See also: Configuration (mapping columns to the chart) and API Reference (load_data, constructor options).

Minimum shape

  • A pandas DataFrame.
  • At least 3 numeric columns (to fill the x, y, and color roles) and 2 categorical columns (to fill the facet and categorical-bar roles).
  • Datetime columns are supported and are typically used on the x-axis.

If your data has fewer than two usable categorical columns, Guidepost injects a synthetic "no grouping" column so the chart still renders; in the configuration dropdowns it appears as n/a. See Configuration.
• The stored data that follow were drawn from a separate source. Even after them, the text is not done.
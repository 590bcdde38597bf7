use std::{collections::VecDeque, ops::Range};

use crate::{report::OversizeReporter, trim::join};

/// A fragment waiting in the window to be emitted as part of a chunk.
#[derive(Debug)]
struct Buffered {
    /// Byte range of the fragment within the full text
    range: Range<usize>,
    /// Size of the fragment, in units of the sizer
    size: usize,
}

/// Greedily packs the fragments of a single split into chunks up to the chunk
/// size, keeping up to `overlap` worth of trailing fragments in the window
/// when a chunk is emitted so they start the next chunk as well.
#[derive(Debug)]
pub(super) struct Merger<'text> {
    chunk_size: usize,
    overlap: usize,
    /// Size of the separator the fragments were split by
    separator_size: usize,
    /// Full text the fragment offsets point into
    text: &'text str,
    /// Size of the window's fragments plus the separators between them
    total: usize,
    trim: bool,
    window: VecDeque<Buffered>,
}

impl<'text> Merger<'text> {
    pub(super) fn new(
        text: &'text str,
        chunk_size: usize,
        overlap: usize,
        separator_size: usize,
        trim: bool,
    ) -> Self {
        Self {
            chunk_size,
            overlap,
            separator_size,
            text,
            total: 0,
            trim,
            window: VecDeque::new(),
        }
    }

    /// Separator size that would be added by pushing another fragment.
    fn extra(&self) -> usize {
        if self.window.is_empty() {
            0
        } else {
            self.separator_size
        }
    }

    /// Add the next fragment to the window. If it doesn't fit, the current
    /// window is emitted as a chunk first and then shrunk down to the overlap.
    pub(super) fn push(
        &mut self,
        offset: usize,
        fragment: &str,
        size: usize,
        reporter: &impl OversizeReporter,
    ) -> Option<(usize, &'text str)> {
        let mut chunk = None;

        if self.total + size + self.extra() > self.chunk_size {
            if self.total > self.chunk_size {
                reporter.oversized(self.total, self.chunk_size);
            }

            chunk = self.join();

            // Keep popping while the window is larger than the overlap, or
            // while the next fragment still wouldn't fit
            while self.total > self.overlap
                || (self.total + size + self.extra() > self.chunk_size && self.total > 0)
            {
                let Some(front) = self.window.pop_front() else {
                    break;
                };
                self.total -= front.size + self.extra();
            }
        }

        self.window.push_back(Buffered {
            range: offset..offset + fragment.len(),
            size,
        });
        self.total += size;
        if self.window.len() > 1 {
            self.total += self.separator_size;
        }

        chunk
    }

    /// Emit whatever is left in the window and reset it.
    pub(super) fn flush(&mut self) -> Option<(usize, &'text str)> {
        let chunk = self.join();
        self.window.clear();
        self.total = 0;
        chunk
    }

    /// Join the fragments in the window into a chunk.
    fn join(&self) -> Option<(usize, &'text str)> {
        let start = self.window.front()?.range.start;
        let end = self.window.back()?.range.end;
        join(self.text, start..end, self.trim)
    }
}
What happens to your data on load

load_data() runs a validation + cleaning pass and prints a report of anything it changes (suppress it with suppress_warnings=True):

Situation What Guidepost does
Column is entirely NaN/None Dropped, reported under "na_columns".
Column has some nulls Kept. Nulls are skipped per-axis at render time, not dropped. The per-column null counts are reported.
timedelta column Converted to seconds (kept as a continuous variable), reported as converted.
Cell contains a raw numpy array / list Droppedunless you declare it as a list column (see below).
More than 250,000 rows Kept, but a performance warning is printed. Consider subsampling toward < 200k rows.

A synthetic gp_idx index column is added internally to track which rows you select; it is removed from any data you retrieve.

Semantic types

Each surviving column is classified as one of:

  • continuous — a quantitative measure (can be x, y, or color)
  • ordinal — a small-domain / integer measure
  • categorical — a label used for faceting or the categorical bar chart
  • temporal — datetime, used on the x-axis (grouped under "Temporal" in the config dropdowns)
  • list — a multi-valued cell (see List columns)

How the type is decided

Classification is applied in this order (first match wins):

  1. Declared list columnlist (always treated as categorical, exploded to individual values). See below.
  2. Declared categorical_columnscategorical (your override beats every heuristic below).
  3. Pandas Categorical dtypeordinal if the dtype is ordered=True, otherwise categorical.
  4. Boolean dtypecategorical.
  5. Numeric dtype:
    • ID-like name (e.g. JOB_ID, USER_GENID, a bare id/uid/uuid) → categorical. The value is treated as a label, not a measure, so it groups/filters instead of being binned. Common words that merely end in "id" — GRID, VALID, SOLID, HUMID, … — are not matched.
    • Integer dtype, or fewer than 20 unique valuesordinal (e.g. ratings, small counts).
    • Otherwisecontinuous.
  6. Datetime / timedelta dtypecontinuous (temporal; usable on the x-axis).
  7. String/object dtype:
    • If every value is a number with a K/M/B suffix (e.g. "1.5K", "2.3M") → parsed to a float and treated as continuous.
    • Otherwise → categorical.

The widget further separates datetime columns into a "Temporal" group and list columns into a "List" group in the configuration dropdowns, even though both are continuous/categorical under the hood. See Configuration.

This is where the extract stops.